A DECORATED paramedic who failed to attempt to revive an unconscious 93-year-old woman on Christmas Day 2010 has been found guilty of misconduct.

Alan Clark MBE, who is also Deputy Church Warden at St Barnabas Church in Woodford Green, decided the pensioner was dead after she stopped breathing even though there was still heart activity.

He shunned a colleague's offer of a defibrillator during the incident at the Birchwood Care Home in Clayhall Avenue, Clayhall, and took little or no action for more than ten minutes before calling a clinical help desk for advice.

Mr Clark, who lives in Buckhurst Hill, eventually asked for his own defibrillator to be fetched, but did not use it and made no efforts to perform CPR before declaring the woman, who has not been named, dead.

A hearing at the Health Professions Council (HPC) rejected his claim that the woman was already dead when he arrived, and decided his fitness to practise was impaired due to his misconduct.

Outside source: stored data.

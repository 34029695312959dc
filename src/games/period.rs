//! Human-readable round period codes
//!
//! A period code is the round's calendar date followed by a daily sequence
//! number of at least four digits, e.g. `202610160042`. Codes are strictly
//! increasing within a day and restart at `0001` on a new date.

use crate::errors::ValidationError;
use chrono::NaiveDate;
use serde::{Deserialize, Serialize};
use std::fmt;
use std::str::FromStr;

const DATE_LEN: usize = 8;
const MIN_SEQUENCE_WIDTH: usize = 4;

#[derive(Debug, Clone, Copy, PartialEq, Eq, PartialOrd, Ord, Hash, Serialize, Deserialize)]
#[serde(try_from = "String", into = "String")]
pub struct PeriodCode {
    date: NaiveDate,
    sequence: u32,
}

impl PeriodCode {
    pub fn new(date: NaiveDate, sequence: u32) -> Self {
        Self { date, sequence }
    }

    /// The code that follows `last` on `today`
    pub fn next_after(last: Option<&PeriodCode>, today: NaiveDate) -> Self {
        match last {
            Some(prev) if prev.date == today => Self::new(today, prev.sequence + 1),
            // A clock step backwards must not reuse a code that already exists
            Some(prev) if prev.date > today => Self::new(prev.date, prev.sequence + 1),
            _ => Self::new(today, 1),
        }
    }

    pub fn date(&self) -> NaiveDate {
        self.date
    }

    pub fn sequence(&self) -> u32 {
        self.sequence
    }
}

impl fmt::Display for PeriodCode {
    fn fmt(&self, f: &mut fmt::Formatter<'_>) -> fmt::Result {
        write!(
            f,
            "{}{:0width$}",
            self.date.format("%Y%m%d"),
            self.sequence,
            width = MIN_SEQUENCE_WIDTH
        )
    }
}

impl FromStr for PeriodCode {
    type Err = ValidationError;

    fn from_str(s: &str) -> Result<Self, Self::Err> {
        let invalid = || ValidationError::InvalidPeriodCode(s.to_string());

        if s.len() < DATE_LEN + MIN_SEQUENCE_WIDTH || !s.chars().all(|c| c.is_ascii_digit()) {
            return Err(invalid());
        }

        let (date_part, seq_part) = s.split_at(DATE_LEN);
        let date = NaiveDate::parse_from_str(date_part, "%Y%m%d").map_err(|_| invalid())?;
        let sequence: u32 = seq_part.parse().map_err(|_| invalid())?;
        if sequence == 0 {
            return Err(invalid());
        }

        Ok(Self::new(date, sequence))
    }
}

impl TryFrom<String> for PeriodCode {
    type Error = ValidationError;

    fn try_from(value: String) -> Result<Self, Self::Error> {
        value.parse()
    }
}

impl From<PeriodCode> for String {
    fn from(code: PeriodCode) -> Self {
        code.to_string()
    }
}

#[cfg(test)]
mod tests {
    use super::*;

    fn day(d: u32) -> NaiveDate {
        NaiveDate::from_ymd_opt(2026, 10, d).unwrap()
    }

    #[test]
    fn test_first_code_of_day() {
        let code = PeriodCode::next_after(None, day(16));
        assert_eq!(code.to_string(), "202610160001");
    }

    #[test]
    fn test_sequence_increments_within_day() {
        let first = PeriodCode::next_after(None, day(16));
        let second = PeriodCode::next_after(Some(&first), day(16));
        assert_eq!(second.to_string(), "202610160002");
        assert!(second > first);
    }

    #[test]
    fn test_sequence_resets_on_new_day() {
        let late = PeriodCode::new(day(16), 1440);
        let next = PeriodCode::next_after(Some(&late), day(17));
        assert_eq!(next.to_string(), "202610170001");
    }

    #[test]
    fn test_sequence_widens_past_four_digits() {
        let code = PeriodCode::new(day(16), 12345);
        assert_eq!(code.to_string(), "2026101612345");
        assert_eq!("2026101612345".parse::<PeriodCode>().unwrap(), code);
    }

    #[test]
    fn test_clock_going_backwards_keeps_increasing() {
        let last = PeriodCode::new(day(17), 3);
        let next = PeriodCode::next_after(Some(&last), day(16));
        assert!(next > last);
    }

    #[test]
    fn test_parse_rejects_garbage() {
        assert!("2026101".parse::<PeriodCode>().is_err());
        assert!("20261016abcd".parse::<PeriodCode>().is_err());
        assert!("202613010001".parse::<PeriodCode>().is_err());
        assert!("202610160000".parse::<PeriodCode>().is_err());
    }
}
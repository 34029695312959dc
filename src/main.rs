//! Wingo round server
//!
//! Runs the round scheduler against an in-memory store until Ctrl-C.

use clap::Parser;
use rand::rngs::StdRng;
use rand::{Rng, SeedableRng};
use rust_decimal::Decimal;
use rust_decimal_macros::dec;
use std::path::PathBuf;
use std::sync::Arc;
use tokio::sync::broadcast::error::RecvError;
use tokio::task::JoinHandle;
use tracing::{debug, info, warn};
use wingo::config::{ConfigLoader, LogLevel};
use wingo::engine::{GameEngine, PlaceBetRequest};
use wingo::games::types::RoundId;
use wingo::notify::GameEvent;
use wingo::scheduler::RoundScheduler;

#[derive(Parser, Debug)]
#[command(name = "wingo")]
#[command(about = "Wingo color/number round engine", long_about = None)]
struct Args {
    /// TOML configuration file
    #[arg(long)]
    config: Option<PathBuf>,

    /// Betting window per round
    #[arg(long)]
    round_duration_secs: Option<u64>,

    /// Scheduler tick interval
    #[arg(long)]
    tick_interval_ms: Option<u64>,

    /// error, warn, info, debug or trace (RUST_LOG takes precedence)
    #[arg(long)]
    log_level: Option<String>,

    /// Funded demo wallets that bet on every round
    #[arg(long, default_value = "0")]
    demo_players: usize,
}

#[tokio::main]
async fn main() -> Result<(), Box<dyn std::error::Error>> {
    let args = Args::parse();

    let loader = match &args.config {
        Some(path) => ConfigLoader::new().with_path(path),
        None => ConfigLoader::new(),
    };
    let mut config = loader.load()?;
    if let Some(secs) = args.round_duration_secs {
        config.game.round_duration_secs = secs;
    }
    if let Some(ms) = args.tick_interval_ms {
        config.scheduler.tick_interval_ms = ms;
    }
    if let Some(level) = &args.log_level {
        config.monitoring.log_level = level.parse::<LogLevel>()?;
    }
    config.validate()?;

    tracing_subscriber::fmt()
        .with_env_filter(
            tracing_subscriber::EnvFilter::try_from_default_env()
                .unwrap_or_else(|_| format!("wingo={}", config.monitoring.log_level.as_filter()).into()),
        )
        .init();

    info!(
        round_duration_secs = config.game.round_duration_secs,
        tick_interval_ms = config.scheduler.tick_interval_ms,
        max_loss = %config.risk.max_loss,
        profit_floor = %config.risk.profit_floor_percent,
        "Starting Wingo"
    );

    let engine = Arc::new(GameEngine::builder().with_config(config).build()?);

    let demo = if args.demo_players > 0 {
        Some(spawn_demo_players(engine.clone(), args.demo_players).await?)
    } else {
        None
    };

    let scheduler = RoundScheduler::new(engine.clone());
    scheduler.start().await;

    tokio::signal::ctrl_c().await?;
    info!("Shutdown requested");

    scheduler.stop().await;
    if let Some(handle) = demo {
        handle.abort();
    }

    Ok(())
}

/// Fund `players` wallets and have each place one random bet per round
async fn spawn_demo_players(
    engine: Arc<GameEngine>,
    players: usize,
) -> Result<JoinHandle<()>, Box<dyn std::error::Error>> {
    let users: Vec<String> = (1..=players).map(|i| format!("demo-{:03}", i)).collect();
    for user in &users {
        engine.credit_wallet(user, dec!(100000), "demo funding").await?;
    }
    info!(players, "Demo players funded");

    let mut events = engine.subscribe();
    Ok(tokio::spawn(async move {
        let mut rng = StdRng::from_entropy();
        loop {
            match events.recv().await {
                Ok(GameEvent::RoundOpened { round_id, .. }) => {
                    for user in &users {
                        let request = random_bet(&mut rng, user, round_id);
                        if let Err(e) = engine.place_bet(request).await {
                            debug!(user_id = %user, error = %e, "Demo bet rejected");
                        }
                    }
                }
                Ok(_) => {}
                Err(RecvError::Lagged(skipped)) => warn!(skipped, "Demo players lagged behind events"),
                Err(RecvError::Closed) => break,
            }
        }
    }))
}

fn random_bet(rng: &mut StdRng, user: &str, round_id: RoundId) -> PlaceBetRequest {
    const COLORS: [&str; 3] = ["GREEN", "RED", "VIOLET"];
    const SIZES: [&str; 2] = ["BIG", "SMALL"];

    let (bet_type, selection) = match rng.gen_range(0..3) {
        0 => ("COLOR", COLORS[rng.gen_range(0..COLORS.len())].to_string()),
        1 => ("NUMBER", rng.gen_range(0..10u8).to_string()),
        _ => ("SIZE", SIZES[rng.gen_range(0..SIZES.len())].to_string()),
    };

    PlaceBetRequest {
        user_id: user.to_string(),
        round_id,
        bet_type: bet_type.to_string(),
        selection,
        amount: Decimal::from(rng.gen_range(1..=20u32) * 10),
    }
}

Student paramedic Corinne Zeiderman, who was on the call with Mr Clark, said he did not tell his colleagues what he was doing and just sent her to fetch equipment.

The HPC panel ruled that he had made no efforts to save the woman and there was no evidence she was dead when Mr Clark arrived.

Mr Clark told the hearing sticking to the guidelines would 'cramp his style' in the future, and that patients would lose out.

He also said he had been stressed because members of the woman's family were upset.

The panel had earlier dismissed allegations that Mr Clark had simulated resuscitation to appease the family of a dying patient on an earlier occasion, due to lack of evidence.

Mr Clark started work as a paramedic in 1975 after being made redundant from his job in the building industry and was awarded the MBE in 2007.

In his capacity as deputy warden at St Barnabas he successfully campaigned to have a crumbling war memorial at the church restored and re-dedicated.

He will hear his fate at a later date yet to be announced after the panel ran out of time.